Die Opportunisten im Putinschen Machtapparat erkennen diese Schwächen des Mannes, mit dem sie sich einst verbunden hatten. Sie wären nicht gerade gescheit, wenn sie sich nicht darüber Gedanken machen würden, was geschehen wird, wenn ihr untergetauchter Gönner sich nicht bald zur seiner Verantwortung für das Land in der Krise bekennt. Und was geschieht, wenn er sich dazu bekennt?

Systeme, die auf Lüge und Gewalt basieren, sind in Krisen nur dann stark, wenn sie beide Instrumente wirksam anwenden können. Wie kann es Putin heute tun?

Die Länge der Krise wird für sein politisches Schicksal entscheidend sein. Die zentrale Frage ist, ob der schleichende Zusammenbruch des Gesundheitsdienstes und der seit Jahren schwachen Wirtschaft mit den vorhandenen Geldreserven überstanden werden kann. Die wichtigste Quelle des scheinbaren Reichtums von Russland - Öl - ist augenblicklich trocken. Einige Experten behaupten, dass die Reserven nur für drei Monate reichen.
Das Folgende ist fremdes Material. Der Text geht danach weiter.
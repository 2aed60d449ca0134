// THEORY:
// `ArtifactWriter` is the output stage of a run. Every artifact is written
// independently: a failure is logged with its full error chain, remembered as
// "skipped", and the remaining artifacts are still produced. The in-memory
// report is never affected by output problems.
//
// `ComponentMaskWriter` plugs into the analysis as a `SubMaskSink` and
// persists each component's bright/dark sub-mask, named by the 0-based
// component index.

use crate::color_table::ColorTable;
use crate::image_helper::{save_label_meta_image, save_label_tiff, save_mask, save_png};
use crate::render::{render_labels, render_labels_with_boxes};
use crate::{RenderError, Result, error_chain};
use log::{error, info};
use std::path::{Path, PathBuf};
use thromb_analysis::core_modules::component::ComponentId;
use thromb_analysis::core_modules::grid::Mask;
use thromb_analysis::core_modules::sub_region_classifier::{SubMaskSink, SubRegionKind};
use thromb_analysis::pipeline::Report;

pub const BOUNDARY_FILE: &str = "boundary.pgm";
pub const COLORED_COMPONENTS_FILE: &str = "componentsCol.png";
pub const COLORED_BOXES_FILE: &str = "componentsBBCol.png";
pub const LABEL_TIFF_FILE: &str = "components.tif";
pub const LABEL_META_IMAGE_STEM: &str = "components";
pub const STATISTICS_FILE: &str = "stat.csv";
pub const COMPONENT_MASK_DIR: &str = "components";

/// Writes run artifacts into one directory, tolerating individual failures.
#[derive(Debug)]
pub struct ArtifactWriter {
    output_dir: PathBuf,
    written: Vec<PathBuf>,
    skipped: Vec<PathBuf>,
}

impl ArtifactWriter {
    pub fn new(output_dir: impl Into<PathBuf>) -> Self {
        Self {
            output_dir: output_dir.into(),
            written: Vec::new(),
            skipped: Vec::new(),
        }
    }

    pub fn path(&self, name: &str) -> PathBuf {
        self.output_dir.join(name)
    }

    pub fn written(&self) -> &[PathBuf] {
        &self.written
    }

    pub fn skipped(&self) -> &[PathBuf] {
        &self.skipped
    }

    /// Runs `write` for the artifact `name`. Returns whether it succeeded.
    pub fn write(&mut self, name: &str, write: impl FnOnce(&Path) -> Result<()>) -> bool {
        let path = self.path(name);
        match write(&path) {
            Ok(()) => {
                info!("Wrote \"{}\".", path.display());
                self.written.push(path);
                true
            }
            Err(err) => {
                error!("Unable to write \"{}\": {}", path.display(), error_chain(&err));
                self.skipped.push(path);
                false
            }
        }
    }

    /// Writes every standard artifact of `report`.
    pub fn write_report(&mut self, report: &Report, colors: &ColorTable) {
        self.write(BOUNDARY_FILE, |path| save_mask(path, &report.boundary_mask));

        self.write(COLORED_COMPONENTS_FILE, |path| {
            save_png(path, &render_labels(&report.label_map, colors)?)
        });

        self.write(COLORED_BOXES_FILE, |path| {
            let image = render_labels_with_boxes(&report.label_map, &report.components, colors)?;
            save_png(path, &image)
        });

        self.write(LABEL_TIFF_FILE, |path| save_label_tiff(path, &report.label_map));

        let directory = self.output_dir.clone();
        self.write(&format!("{LABEL_META_IMAGE_STEM}.mhd"), |_| {
            save_label_meta_image(&directory, LABEL_META_IMAGE_STEM, &report.label_map)
        });

        let table = report.statistics();
        self.write(STATISTICS_FILE, |path| {
            table.save(path).map_err(|e| RenderError::io(path, e))
        });
    }
}

/// File name of a component's debug sub-mask, e.g. `componentBright-007.pgm`.
pub fn component_mask_file_name(id: ComponentId, kind: SubRegionKind) -> String {
    format!("component{}-{:03}.pgm", kind.name(), id.index())
}

/// Persists bright/dark sub-masks handed over by the analysis.
#[derive(Debug)]
pub struct ComponentMaskWriter {
    directory: PathBuf,
    written: usize,
    failed: usize,
}

impl ComponentMaskWriter {
    /// Creates `<output_dir>/components` if needed.
    pub fn create(output_dir: &Path) -> Result<Self> {
        let directory = output_dir.join(COMPONENT_MASK_DIR);
        std::fs::create_dir_all(&directory).map_err(|e| RenderError::io(&directory, e))?;
        Ok(Self {
            directory,
            written: 0,
            failed: 0,
        })
    }

    pub fn directory(&self) -> &Path {
        &self.directory
    }

    pub fn written(&self) -> usize {
        self.written
    }

    pub fn failed(&self) -> usize {
        self.failed
    }
}

impl SubMaskSink for ComponentMaskWriter {
    fn accept(&mut self, id: ComponentId, kind: SubRegionKind, mask: &Mask) {
        let path = self.directory.join(component_mask_file_name(id, kind));
        match save_mask(&path, mask) {
            Ok(()) => self.written += 1,
            Err(err) => {
                error!("Unable to write \"{}\": {}", path.display(), error_chain(&err));
                self.failed += 1;
            }
        }
    }
}

#[cfg(test)]
mod tests {
    use super::*;
    use thromb_analysis::core_modules::grid::Grid;
    use thromb_analysis::pipeline::{PipelineConfig, ThrombPipeline};

    fn report() -> Report {
        let grid = Grid::from_fn(12, 8, |x, y| match (x, y) {
            (1..=3, 1..=3) => 10.0,
            (7..=9, 4..=6) => 5.0,
            _ => 0.0,
        });
        ThrombPipeline::new(PipelineConfig::default())
            .unwrap()
            .analyze(&grid)
            .unwrap()
    }

    #[test]
    fn writes_every_standard_artifact() {
        let dir = tempfile::tempdir().unwrap();
        let report = report();
        let colors = ColorTable::seeded(report.num_components(), 1);

        let mut writer = ArtifactWriter::new(dir.path());
        writer.write_report(&report, &colors);

        assert!(writer.skipped().is_empty());
        for name in [
            BOUNDARY_FILE,
            COLORED_COMPONENTS_FILE,
            COLORED_BOXES_FILE,
            LABEL_TIFF_FILE,
            "components.mhd",
            "components.raw",
            STATISTICS_FILE,
        ] {
            assert!(dir.path().join(name).is_file(), "{name} missing");
        }

        let stats = std::fs::read_to_string(dir.path().join(STATISTICS_FILE)).unwrap();
        assert_eq!(stats.lines().count(), 1 + report.num_components());
    }

    #[test]
    fn failures_are_skipped_not_fatal() {
        let dir = tempfile::tempdir().unwrap();
        let report = report();
        let colors = ColorTable::seeded(report.num_components(), 1);

        let mut writer = ArtifactWriter::new(dir.path().join("does-not-exist"));
        writer.write_report(&report, &colors);

        assert!(writer.written().is_empty());
        assert_eq!(writer.skipped().len(), 6);
    }

    #[test]
    fn component_masks_use_zero_padded_indices() {
        let dir = tempfile::tempdir().unwrap();
        let mut masks = ComponentMaskWriter::create(dir.path()).unwrap();
        let grid = Grid::from_fn(12, 8, |x, y| match (x, y) {
            (1..=3, 1..=3) => 10.0,
            (7..=9, 4..=6) => 5.0,
            _ => 0.0,
        });
        ThrombPipeline::new(PipelineConfig::default())
            .unwrap()
            .analyze_with_sink(&grid, &mut masks)
            .unwrap();

        assert_eq!(masks.written(), 4);
        assert_eq!(masks.failed(), 0);
        for name in [
            "componentBright-000.pgm",
            "componentDark-000.pgm",
            "componentBright-001.pgm",
            "componentDark-001.pgm",
        ] {
            assert!(masks.directory().join(name).is_file(), "{name} missing");
        }
    }
}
Aber - wie geschildert - es kommt nicht nur auf das Geld an. Vielmehr steht Putin im Zentrum eines Systems, das ohne ihn nicht funktionieren kann. Ob es mit der Krise von heute zurecht kommt, ist mehr als ungewiss. Eigentlich könnte das stark angeschlagene Italien Putin Hilfe leisten. Es wird die Koronakrise überstehen.